In legislation, to earmark means roughly to designate (through a statutory provision or an accompanying committee report) certain appropriated funds for narrow (nearly always geographically-delimited) purposes that appear to benefit particular interests. Policymakers, civil society organizations, and scholarly observers routinely condemn earmarking as a practice putatively tied to corruption, or reflecting abuse of the political process – critiques that have spawned a variety of recent reform efforts. Yet a meticulous prescriptive evaluation of the practice soon raises fairly profound questions encompassing institutional design, legal theory, organizational practice, and the role of a cognitively-overburdened public in a democracy. Upon closer inspection, for example, earmarks seem no more or less likely to be connected to corruption than a host of other highly-targeted outputs of the legislative process, such as private immigration bills or intricate changes to complex regulatory statutes benefiting particular companies or interest groups. Earmarks can also serve as side payments capable of protecting legislative bargains from costlier distortions as lawmakers seek to advance their constituents’ interests. Moreover, not all earmarks constitute ‘pork-barrel’ spending, as principled legislators could use targeted measures in order to manage the enormous analytical difficulty of designing complex legal provisions applying general principles to specific situations, and to protect lawmakers’ role in a system of separated powers.
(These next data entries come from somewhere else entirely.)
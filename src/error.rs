//! Error types for the compiler

use thiserror::Error;

/// Result type for compiler operations
pub type Result<T> = std::result::Result<T, CompileError>;

/// Fatal compiler errors.
///
/// Recoverable findings (skipped entries, unknown types) are not errors;
/// they accumulate as [`crate::report::Warning`]s and never abort a run.
#[derive(Error, Debug)]
pub enum CompileError {
    #[error("Required container missing from source document: {container}")]
    MissingContainer { container: &'static str },

    #[error("{entity}.{field} references undeclared entity {target}")]
    UnknownTarget {
        entity: String,
        field: String,
        target: String,
    },

    #[error("Invalid source document: {0}")]
    InvalidDocument(String),

    #[error("Strict import: {0} malformed entries were skipped")]
    StrictImport(usize),

    #[error("IO error: {0}")]
    Io(#[from] std::io::Error),

    #[error("JSON error: {0}")]
    Json(#[from] serde_json::Error),

    #[error("Config error: {0}")]
    Config(#[from] config_crate::ConfigError),
}
//! Artifact emission
//!
//! Four independent backends consume the finished domain model and produce
//! one textual artifact each. A backend is a plain descriptor record (its
//! type map plus emit functions) fed through one generic [`render`] loop,
//! so declaration order is enforced in exactly one place: entity order in
//! the model, never sorted.
//!
//! Emitters are pure. They see only the validated model; every type they
//! can encounter resolves through a total [`TypeMap`], and anything the
//! importer could not recognize arrives as the untyped marker.

pub mod contract;
pub mod interface;
pub mod names;
pub mod relational;
pub mod validation;

use crate::checksum::Checksum;
use crate::model::{DomainModel, Entity, Property, PropertyType};

// =============================================================================
// Type map
// =============================================================================

/// Scalar vocabulary of one backend.
///
/// Total by construction: every [`PropertyType`] variant resolves to a
/// token, and unknown types land on the explicit fallback. Composite types
/// recurse through the backend's array/reference/enum constructs.
pub struct TypeMap {
    pub string: &'static str,
    pub integer: &'static str,
    pub number: &'static str,
    pub boolean: &'static str,
    pub date: &'static str,
    pub datetime: &'static str,
    /// Format refinements for string properties; `None` falls back to `string`
    pub uuid: Option<&'static str>,
    pub email: Option<&'static str>,
    /// Fallback token for unknown or unrepresentable types
    pub untyped: &'static str,
    pub array_of: fn(&str) -> String,
    pub reference: fn(&str) -> String,
    pub enumeration: fn(&[String]) -> String,
}

impl TypeMap {
    /// Map a property to this backend's type token. Never fails.
    pub fn resolve(&self, property: &Property) -> String {
        if let PropertyType::String = property.ty {
            match property.format.as_deref() {
                Some("uuid") => return self.uuid.unwrap_or(self.string).to_string(),
                Some("email") => return self.email.unwrap_or(self.string).to_string(),
                // unrecognized hints refine nothing
                _ => return self.string.to_string(),
            }
        }
        self.resolve_type(&property.ty)
    }

    /// Map a bare type (no format hint); array items recurse through here.
    pub fn resolve_type(&self, ty: &PropertyType) -> String {
        match ty {
            PropertyType::String => self.string.to_string(),
            PropertyType::Integer => self.integer.to_string(),
            PropertyType::Number => self.number.to_string(),
            PropertyType::Boolean => self.boolean.to_string(),
            PropertyType::Date => self.date.to_string(),
            PropertyType::DateTime => self.datetime.to_string(),
            PropertyType::Enum { values } => (self.enumeration)(values),
            PropertyType::ArrayOf { item } => (self.array_of)(&self.resolve_type(item)),
            PropertyType::Reference { entity } => (self.reference)(entity),
            PropertyType::Untyped => self.untyped.to_string(),
        }
    }
}

// =============================================================================
// Backend descriptor
// =============================================================================

/// One output backend: identity, target file, type map, and the emit
/// functions the generic driver composes.
pub struct Backend {
    pub name: &'static str,
    pub file_name: &'static str,
    pub types: TypeMap,
    /// Emitted once before any entity declaration
    pub header: fn(&DomainModel) -> String,
    /// One declaration per entity, invoked in model order
    pub entity: fn(&Entity, &DomainModel, &TypeMap) -> String,
}

/// All four backends, in emission order
pub fn backends() -> [Backend; 4] {
    [
        validation::backend(),
        relational::backend(),
        interface::backend(),
        contract::backend(),
    ]
}

// =============================================================================
// Artifact
// =============================================================================

/// A finished artifact: one self-contained text file plus its digest
#[derive(Debug, Clone)]
pub struct Artifact {
    pub backend: &'static str,
    pub file_name: &'static str,
    pub contents: String,
    pub checksum: Checksum,
}

/// Render one backend over the model. Declarations follow entity order.
pub fn render(model: &DomainModel, backend: &Backend) -> Artifact {
    let mut contents = (backend.header)(model);
    for entity in &model.entities {
        contents.push_str(&(backend.entity)(entity, model, &backend.types));
    }
    let checksum = Checksum::from_str(&contents);
    Artifact {
        backend: backend.name,
        file_name: backend.file_name,
        contents,
        checksum,
    }
}
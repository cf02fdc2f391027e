//! Compilation orchestrator
//!
//! Drives one run through its states: `Idle → Importing → Validating →
//! Emitting → WritingOutput → Done`, with `Failed` terminal from the
//! first two. `Validating` resolves every relationship and reference
//! target before any emitter runs, so no emitter ever observes a dangling
//! reference. Artifacts are buffered in memory and written last; a fatal
//! error never publishes partial output.

use std::fs;
use std::path::PathBuf;

use serde_json::Value;
use tracing::{debug, info};

use crate::config::CompilerConfig;
use crate::emit::{self, Artifact};
use crate::error::{CompileError, Result};
use crate::import::{self, Imported};
use crate::model::DomainModel;
use crate::report::{ArtifactInfo, CompileReport, WarningKind};

/// States of a compilation run
#[derive(Debug, Clone, Copy, PartialEq, Eq)]
pub enum CompileState {
    Idle,
    Importing,
    Validating,
    Emitting,
    WritingOutput,
    Done,
    Failed,
}

/// Where finished artifacts go.
///
/// Emitters are pure; the sink is the only write surface of a run. The
/// CLI uses [`DirectorySink`], tests use [`MemorySink`].
pub trait OutputSink {
    fn write(&mut self, artifact: &Artifact) -> std::io::Result<()>;
}

/// Writes each artifact as a file under a directory
pub struct DirectorySink {
    root: PathBuf,
}

impl DirectorySink {
    pub fn new(root: impl Into<PathBuf>) -> Self {
        Self { root: root.into() }
    }
}

impl OutputSink for DirectorySink {
    fn write(&mut self, artifact: &Artifact) -> std::io::Result<()> {
        fs::create_dir_all(&self.root)?;
        fs::write(self.root.join(artifact.file_name), &artifact.contents)
    }
}

/// Collects artifacts in memory (tests, dry runs)
#[derive(Debug, Default)]
pub struct MemorySink {
    pub artifacts: Vec<Artifact>,
}

impl OutputSink for MemorySink {
    fn write(&mut self, artifact: &Artifact) -> std::io::Result<()> {
        self.artifacts.push(artifact.clone());
        Ok(())
    }
}

/// The orchestrator for one compilation run
pub struct Compiler {
    state: CompileState,
    strict: bool,
    emit_validation: bool,
    emit_relational: bool,
    emit_interface: bool,
    emit_contract: bool,
}

impl Default for Compiler {
    fn default() -> Self {
        Self::new()
    }
}

impl Compiler {
    /// A compiler with every backend enabled
    pub fn new() -> Self {
        Self {
            state: CompileState::Idle,
            strict: false,
            emit_validation: true,
            emit_relational: true,
            emit_interface: true,
            emit_contract: true,
        }
    }

    pub fn with_config(config: &CompilerConfig) -> Self {
        Self {
            state: CompileState::Idle,
            strict: config.import.strict,
            emit_validation: config.emit.validation,
            emit_relational: config.emit.relational,
            emit_interface: config.emit.interface,
            emit_contract: config.emit.contract,
        }
    }

    pub fn state(&self) -> CompileState {
        self.state
    }

    /// Run the full pipeline over a parsed source document.
    pub fn run(&mut self, doc: &Value, sink: &mut dyn OutputSink) -> Result<CompileReport> {
        self.transition(CompileState::Importing);
        let Imported { model, warnings } = match import::import(doc) {
            Ok(imported) => imported,
            Err(error) => return self.fail(error),
        };
        if self.strict {
            let skipped = warnings
                .iter()
                .filter(|w| w.kind == WarningKind::EntrySkipped)
                .count();
            if skipped > 0 {
                return self.fail(CompileError::StrictImport(skipped));
            }
        }
        info!(
            entities = model.entities.len(),
            operations = model.operations.len(),
            warnings = warnings.len(),
            "import finished"
        );

        self.transition(CompileState::Validating);
        if let Err(error) = validate(&model) {
            return self.fail(error);
        }

        self.transition(CompileState::Emitting);
        let artifacts: Vec<Artifact> = emit::backends()
            .iter()
            .filter(|backend| self.enabled(backend.name))
            .map(|backend| emit::render(&model, backend))
            .collect();

        self.transition(CompileState::WritingOutput);
        for artifact in &artifacts {
            if let Err(error) = sink.write(artifact) {
                return self.fail(error.into());
            }
            info!(
                file = artifact.file_name,
                bytes = artifact.contents.len(),
                "wrote artifact"
            );
        }

        self.transition(CompileState::Done);
        Ok(CompileReport {
            entities: model.entities.len(),
            operations: model.operations.len(),
            artifacts: artifacts
                .iter()
                .map(|a| ArtifactInfo {
                    backend: a.backend,
                    file_name: a.file_name,
                    bytes: a.contents.len(),
                    checksum: a.checksum.clone(),
                })
                .collect(),
            warnings,
        })
    }

    fn enabled(&self, backend: &str) -> bool {
        match backend {
            "validation" => self.emit_validation,
            "relational" => self.emit_relational,
            "interface" => self.emit_interface,
            "contract" => self.emit_contract,
            _ => true,
        }
    }

    fn transition(&mut self, next: CompileState) {
        debug!(from = ?self.state, to = ?next, "state transition");
        self.state = next;
    }

    fn fail<T>(&mut self, error: CompileError) -> Result<T> {
        debug!(from = ?self.state, "run failed");
        self.state = CompileState::Failed;
        Err(error)
    }
}

/// Resolve every relationship and reference target against the declared
/// entities. Runs after import, before any emitter.
pub fn validate(model: &DomainModel) -> Result<()> {
    for entity in &model.entities {
        for relationship in &entity.relationships {
            if !model.contains_entity(&relationship.target_entity) {
                return Err(CompileError::UnknownTarget {
                    entity: entity.name.clone(),
                    field: relationship.name.clone(),
                    target: relationship.target_entity.clone(),
                });
            }
        }
        for property in &entity.properties {
            if let Some(target) = property.ty.referenced_entity() {
                if !model.contains_entity(target) {
                    return Err(CompileError::UnknownTarget {
                        entity: entity.name.clone(),
                        field: property.name.clone(),
                        target: target.to_string(),
                    });
                }
            }
        }
    }
    Ok(())
}

/// Compile a source document with the default configuration.
pub fn compile(doc: &Value, sink: &mut dyn OutputSink) -> Result<CompileReport> {
    Compiler::new().run(doc, sink)
}

#[cfg(test)]
mod tests {
    use super::*;
    use serde_json::json;

    fn bookshop_doc() -> Value {
        json!({
            "entities": [{
                "name": "Book",
                "description": "A book in stock",
                "properties": [
                    { "name": "id", "type": "string", "required": true, "isKey": true },
                    { "name": "title", "type": "string", "required": true, "isKey": false }
                ],
                "rules": [],
                "relationships": []
            }],
            "operations": []
        })
    }

    #[test]
    fn test_successful_run_reaches_done() {
        let mut compiler = Compiler::new();
        let mut sink = MemorySink::default();
        let report = compiler.run(&bookshop_doc(), &mut sink).unwrap();
        assert_eq!(compiler.state(), CompileState::Done);
        assert_eq!(sink.artifacts.len(), 4);
        assert_eq!(report.artifacts.len(), 4);
        assert_eq!(report.entities, 1);
    }

    #[test]
    fn test_fatal_import_writes_nothing() {
        let mut compiler = Compiler::new();
        let mut sink = MemorySink::default();
        let doc = json!({ "info": {} });
        assert!(compiler.run(&doc, &mut sink).is_err());
        assert_eq!(compiler.state(), CompileState::Failed);
        assert!(sink.artifacts.is_empty());
    }

    #[test]
    fn test_dangling_relationship_aborts_before_emitting() {
        let doc = json!({
            "entities": [{
                "name": "Order",
                "properties": [],
                "relationships": [
                    { "name": "items", "type": "toMany", "targetEntity": "Ghost" }
                ]
            }]
        });
        let mut compiler = Compiler::new();
        let mut sink = MemorySink::default();
        let error = compiler.run(&doc, &mut sink).unwrap_err();
        assert!(matches!(error, CompileError::UnknownTarget { .. }));
        assert_eq!(compiler.state(), CompileState::Failed);
        assert!(sink.artifacts.is_empty());
    }

    #[test]
    fn test_strict_mode_promotes_skips() {
        let doc = json!({
            "entities": [
                { "name": "Book", "properties": [] },
                { "properties": [] }
            ]
        });
        let mut lenient = Compiler::new();
        let mut sink = MemorySink::default();
        assert!(lenient.run(&doc, &mut sink).is_ok());

        let mut config = CompilerConfig::default();
        config.import.strict = true;
        let mut strict = Compiler::with_config(&config);
        let mut sink = MemorySink::default();
        let error = strict.run(&doc, &mut sink).unwrap_err();
        assert!(matches!(error, CompileError::StrictImport(1)));
        assert!(sink.artifacts.is_empty());
    }

    #[test]
    fn test_backend_selection() {
        let mut config = CompilerConfig::default();
        config.emit.contract = false;
        config.emit.relational = false;
        let mut compiler = Compiler::with_config(&config);
        let mut sink = MemorySink::default();
        compiler.run(&bookshop_doc(), &mut sink).unwrap();
        let names: Vec<&str> = sink.artifacts.iter().map(|a| a.backend).collect();
        assert_eq!(names, vec!["validation", "interface"]);
    }
}
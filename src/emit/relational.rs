//! Relational backend
//!
//! Emits one `CREATE TABLE` per entity, named through the shared naming
//! engine. Columns follow property declaration order; relationship-derived
//! columns are appended afterward. To-one relationships add a foreign-key
//! column, to-many relationships add a synthetic join table with two
//! foreign keys.

use crate::model::{Cardinality, DomainModel, Entity, Relationship};

use super::names::{foreign_key, join_table, table_name};
use super::{Backend, TypeMap};

pub fn backend() -> Backend {
    Backend {
        name: "relational",
        file_name: "schema.sql",
        types: TypeMap {
            string: "VARCHAR(255)",
            integer: "NUMERIC",
            number: "NUMERIC",
            boolean: "BOOLEAN",
            date: "DATE",
            datetime: "TIMESTAMP",
            uuid: Some("UUID"),
            email: None,
            untyped: "TEXT",
            // no portable array column; store as a document
            array_of: |_| "JSONB".to_string(),
            reference: |entity| format!("VARCHAR(255) REFERENCES {}(id)", table_name(entity)),
            enumeration: |_| "VARCHAR(255)".to_string(),
        },
        header,
        entity,
    }
}

fn header(_model: &DomainModel) -> String {
    "-- Generated by domainforge - DO NOT EDIT\n\n".to_string()
}

fn entity(entity: &Entity, _model: &DomainModel, types: &TypeMap) -> String {
    let mut columns = Vec::new();
    for property in &entity.properties {
        let mut column = format!("  {} {}", property.name, types.resolve(property));
        if property.is_key {
            column.push_str(" PRIMARY KEY");
        } else if property.required {
            column.push_str(" NOT NULL");
        }
        columns.push(column);
    }
    for relationship in entity.relationships_of(Cardinality::ToOne) {
        columns.push(format!(
            "  {} VARCHAR(255) REFERENCES {}(id)",
            foreign_key(&relationship.name),
            table_name(&relationship.target_entity)
        ));
    }

    let mut out = format!(
        "CREATE TABLE {} (\n{}\n);\n\n",
        table_name(&entity.name),
        columns.join(",\n")
    );
    for relationship in entity.relationships_of(Cardinality::ToMany) {
        out.push_str(&join_table_ddl(entity, relationship));
    }
    out
}

/// Join representation of a to-many relationship: two foreign-key columns
/// named after the joined entities.
fn join_table_ddl(entity: &Entity, relationship: &Relationship) -> String {
    format!(
        "CREATE TABLE {} (\n  {} VARCHAR(255) REFERENCES {}(id),\n  {} VARCHAR(255) REFERENCES {}(id)\n);\n\n",
        join_table(&entity.name, &relationship.name),
        foreign_key(&entity.name),
        table_name(&entity.name),
        foreign_key(&relationship.target_entity),
        table_name(&relationship.target_entity)
    )
}
//! Domain model types
//!
//! The canonical in-memory schema: entities, typed properties,
//! relationships, and operations. Built once per run by the importer,
//! immutable afterwards, consumed read-only by every emitter.

use serde::{Deserialize, Serialize};

/// Abstract type of a property, resolved once at import time.
///
/// Raw document shapes are validated into this tagged variant by the
/// importer; downstream code never re-inspects raw JSON. Source types the
/// importer cannot recognize collapse into [`PropertyType::Untyped`], which
/// every backend maps to its fallback token.
#[derive(Debug, Clone, PartialEq, Eq, Serialize, Deserialize)]
#[serde(tag = "kind", rename_all = "camelCase")]
pub enum PropertyType {
    String,
    Integer,
    Number,
    Boolean,
    Date,
    DateTime,
    Enum { values: Vec<String> },
    ArrayOf { item: Box<PropertyType> },
    Reference { entity: String },
    /// Fallback marker for unknown or unrepresentable source types
    Untyped,
}

impl PropertyType {
    /// The entity this type refers to, looking through arrays.
    pub fn referenced_entity(&self) -> Option<&str> {
        match self {
            PropertyType::Reference { entity } => Some(entity),
            PropertyType::ArrayOf { item } => item.referenced_entity(),
            _ => None,
        }
    }
}

/// A typed, optionally-required field of an entity
#[derive(Debug, Clone, PartialEq, Serialize, Deserialize)]
pub struct Property {
    pub name: String,
    #[serde(rename = "type")]
    pub ty: PropertyType,
    pub required: bool,
    #[serde(default)]
    pub is_key: bool,
    /// Refinement hint for string properties (e.g. "uuid", "email")
    #[serde(default, skip_serializing_if = "Option::is_none")]
    pub format: Option<String>,
}

impl Property {
    /// The implicit key property every entity carries: `id: string`.
    pub fn implicit_key() -> Self {
        Self {
            name: "id".to_string(),
            ty: PropertyType::String,
            required: true,
            is_key: true,
            format: None,
        }
    }
}

/// How many target instances a relationship links to
#[derive(Debug, Clone, Copy, PartialEq, Eq, Serialize, Deserialize)]
#[serde(rename_all = "camelCase")]
pub enum Cardinality {
    ToOne,
    ToMany,
}

/// A typed link between two entities.
///
/// The target must resolve to a declared entity; the orchestrator checks
/// this before any emitter runs. A `ToMany` relationship is realized in
/// relational output as a synthetic join table with two foreign keys.
#[derive(Debug, Clone, PartialEq, Serialize, Deserialize)]
pub struct Relationship {
    pub name: String,
    pub target_entity: String,
    pub cardinality: Cardinality,
}

/// A named record type with properties, relationships, and free-text rules
#[derive(Debug, Clone, PartialEq, Serialize, Deserialize)]
pub struct Entity {
    /// Unique PascalCase identifier
    pub name: String,
    #[serde(default)]
    pub description: String,
    /// Declaration order is emission order in every backend
    pub properties: Vec<Property>,
    #[serde(default)]
    pub relationships: Vec<Relationship>,
    /// Free-text rules, emitted as comments only
    #[serde(default)]
    pub rules: Vec<String>,
}

impl Entity {
    /// Look up a property by name
    pub fn property(&self, name: &str) -> Option<&Property> {
        self.properties.iter().find(|p| p.name == name)
    }

    /// The key property. Always present: the importer prepends the
    /// implicit `id` when the source declares none.
    pub fn key_property(&self) -> Option<&Property> {
        self.properties.iter().find(|p| p.is_key)
    }

    /// Relationships of the given cardinality, in declaration order
    pub fn relationships_of(&self, cardinality: Cardinality) -> impl Iterator<Item = &Relationship> {
        self.relationships
            .iter()
            .filter(move |r| r.cardinality == cardinality)
    }
}

/// Kind of operation an entity exposes
#[derive(Debug, Clone, Copy, PartialEq, Eq, Serialize, Deserialize)]
#[serde(rename_all = "lowercase")]
pub enum OperationKind {
    Create,
    Get,
    List,
    Update,
    Delete,
}

impl OperationKind {
    /// Parse a source-document kind string. Unknown kinds return `None`
    /// and the entry is skipped with a warning.
    pub fn parse(s: &str) -> Option<Self> {
        match s.to_ascii_lowercase().as_str() {
            "create" => Some(OperationKind::Create),
            "get" => Some(OperationKind::Get),
            "list" => Some(OperationKind::List),
            "update" => Some(OperationKind::Update),
            "delete" => Some(OperationKind::Delete),
            _ => None,
        }
    }
}

/// What an operation returns
#[derive(Debug, Clone, PartialEq, Serialize, Deserialize)]
#[serde(tag = "kind", rename_all = "camelCase")]
pub enum OperationOutput {
    Void,
    One { entity: String },
    Many { entity: String },
}

impl OperationOutput {
    /// Parse the source grammar: `"void"`, `"Entity"`, or `"Entity[]"`.
    pub fn parse(s: &str) -> Self {
        let s = s.trim();
        if s.is_empty() || s.eq_ignore_ascii_case("void") {
            OperationOutput::Void
        } else if let Some(entity) = s.strip_suffix("[]") {
            OperationOutput::Many {
                entity: entity.to_string(),
            }
        } else {
            OperationOutput::One {
                entity: s.to_string(),
            }
        }
    }
}

/// An operation an entity exposes through the API contract
#[derive(Debug, Clone, PartialEq, Serialize, Deserialize)]
pub struct Operation {
    pub name: String,
    #[serde(default)]
    pub description: String,
    pub kind: OperationKind,
    /// Owning entity name
    pub entity: String,
    /// Ordered parameter descriptors
    #[serde(default)]
    pub inputs: Vec<String>,
    pub output: OperationOutput,
    /// Free-text rule annotation, emitted as a trailing comment only
    #[serde(default, skip_serializing_if = "Option::is_none")]
    pub rule: Option<String>,
}

/// The compiled domain model.
///
/// Entity and operation order follow the source document; every emitter
/// declares in this order, never sorted.
#[derive(Debug, Clone, PartialEq, Default, Serialize, Deserialize)]
pub struct DomainModel {
    pub entities: Vec<Entity>,
    #[serde(default)]
    pub operations: Vec<Operation>,
}

impl DomainModel {
    /// Look up an entity by name
    pub fn entity(&self, name: &str) -> Option<&Entity> {
        self.entities.iter().find(|e| e.name == name)
    }

    /// Whether an entity with this name is declared
    pub fn contains_entity(&self, name: &str) -> bool {
        self.entity(name).is_some()
    }

    /// Operations owned by the given entity, in declaration order
    pub fn operations_for<'a>(&'a self, entity: &'a str) -> impl Iterator<Item = &'a Operation> + 'a {
        self.operations.iter().filter(move |o| o.entity == entity)
    }
}

#[cfg(test)]
mod tests {
    use super::*;

    fn book() -> Entity {
        Entity {
            name: "Book".to_string(),
            description: "A book in stock".to_string(),
            properties: vec![
                Property::implicit_key(),
                Property {
                    name: "title".to_string(),
                    ty: PropertyType::String,
                    required: true,
                    is_key: false,
                    format: None,
                },
            ],
            relationships: Vec::new(),
            rules: Vec::new(),
        }
    }

    #[test]
    fn test_key_property() {
        let entity = book();
        let key = entity.key_property().unwrap();
        assert_eq!(key.name, "id");
        assert_eq!(key.ty, PropertyType::String);
        assert!(key.required);
    }

    #[test]
    fn test_entity_lookup() {
        let model = DomainModel {
            entities: vec![book()],
            operations: Vec::new(),
        };
        assert!(model.contains_entity("Book"));
        assert!(!model.contains_entity("Ghost"));
    }

    #[test]
    fn test_operation_output_parse() {
        assert_eq!(OperationOutput::parse("void"), OperationOutput::Void);
        assert_eq!(
            OperationOutput::parse("Book"),
            OperationOutput::One {
                entity: "Book".to_string()
            }
        );
        assert_eq!(
            OperationOutput::parse("Book[]"),
            OperationOutput::Many {
                entity: "Book".to_string()
            }
        );
        assert_eq!(OperationOutput::parse(""), OperationOutput::Void);
    }

    #[test]
    fn test_operation_kind_parse() {
        assert_eq!(OperationKind::parse("Create"), Some(OperationKind::Create));
        assert_eq!(OperationKind::parse("LIST"), Some(OperationKind::List));
        assert_eq!(OperationKind::parse("upsert"), None);
    }

    #[test]
    fn test_referenced_entity_through_arrays() {
        let ty = PropertyType::ArrayOf {
            item: Box::new(PropertyType::Reference {
                entity: "Album".to_string(),
            }),
        };
        assert_eq!(ty.referenced_entity(), Some("Album"));
        assert_eq!(PropertyType::String.referenced_entity(), None);
    }
}
//! Compile CLI
//!
//! Reads one source document (schema-document or domain-description JSON),
//! runs the full pipeline, and writes the enabled artifacts. Exits
//! non-zero when the run fails, so nothing downstream consumes half a set
//! of artifacts.

use std::path::PathBuf;

use clap::Parser;
use domainforge::{import, Compiler, CompilerConfig, DirectorySink, MemorySink};
use tracing_subscriber::EnvFilter;

#[derive(Parser)]
#[command(name = "domain-compile")]
#[command(about = "Compile a domain document into validation, SQL, interface, and API-contract artifacts")]
struct Cli {
    /// Path to the source document
    input: PathBuf,

    /// Output directory for generated artifacts
    #[arg(short, long)]
    out: Option<PathBuf>,

    /// Path to a config file
    #[arg(short, long)]
    config: Option<String>,

    /// Treat skipped entries as fatal
    #[arg(long)]
    strict: bool,

    /// Run the pipeline but write nothing
    #[arg(long)]
    dry_run: bool,
}

fn main() {
    tracing_subscriber::fmt()
        .with_env_filter(EnvFilter::from_default_env())
        .init();

    let cli = Cli::parse();

    if let Err(e) = run(cli) {
        eprintln!("Error: {}", e);
        std::process::exit(1);
    }
}

fn run(cli: Cli) -> Result<(), Box<dyn std::error::Error>> {
    let mut config = CompilerConfig::load_from(cli.config.as_deref())?;
    if cli.strict {
        config.import.strict = true;
    }
    if let Some(out) = cli.out {
        config.output.dir = out;
    }

    println!("📦 Domain compile");
    println!("  Input: {:?}", cli.input);

    let doc = import::load_document(&cli.input)?;

    let mut compiler = Compiler::with_config(&config);
    let report = if cli.dry_run {
        let mut sink = MemorySink::default();
        compiler.run(&doc, &mut sink)?
    } else {
        let mut sink = DirectorySink::new(config.output_dir());
        compiler.run(&doc, &mut sink)?
    };

    println!();
    println!("📊 Artifacts:");
    for artifact in &report.artifacts {
        println!(
            "  {} ({} bytes, sha256 {})",
            artifact.file_name,
            artifact.bytes,
            &artifact.checksum.as_str()[..12]
        );
    }

    println!();
    if report.has_warnings() {
        println!("⚠️  {} warnings:", report.warnings.len());
        for warning in &report.warnings {
            println!("  {}", warning);
        }
    }
    println!(
        "✅ Compiled {} entities, {} operations",
        report.entities, report.operations
    );
    if cli.dry_run {
        println!("🔍 Dry run - nothing written");
    } else {
        println!("  Output: {:?}", config.output_dir());
    }
    Ok(())
}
Given these factors and the highly variable substantive content of earmarking, I reach three conclusions. Some earmarks are substantively defensible. On balance, conventional earmarks are probably more transparent than many other political deals. Hence, although earmarking reformers seem to assume that banishing earmarks would make it harder for lawmakers to advance their narrow personal interests or those of their constituencies, there is little basis for such a conclusion. Even if certain specific earmarks are not desirable, any sensible evaluation of the overall practice of earmarking implicates a broader discussion regarding the merits of the legislative process and the pluralist system in which it exists. A more analytically sound approach to earmarking would recognize the connection between targeted spending and legislative compromise. Such an approach would consider incremental changes promoting greater transparency and focus greater attention on discussions of the merits of individual earmarks. In contrast, aggressive efforts to limit earmarks altogether are exceedingly difficult to defend and may engender wider distortions in otherwise defensible statutes and regulatory policies.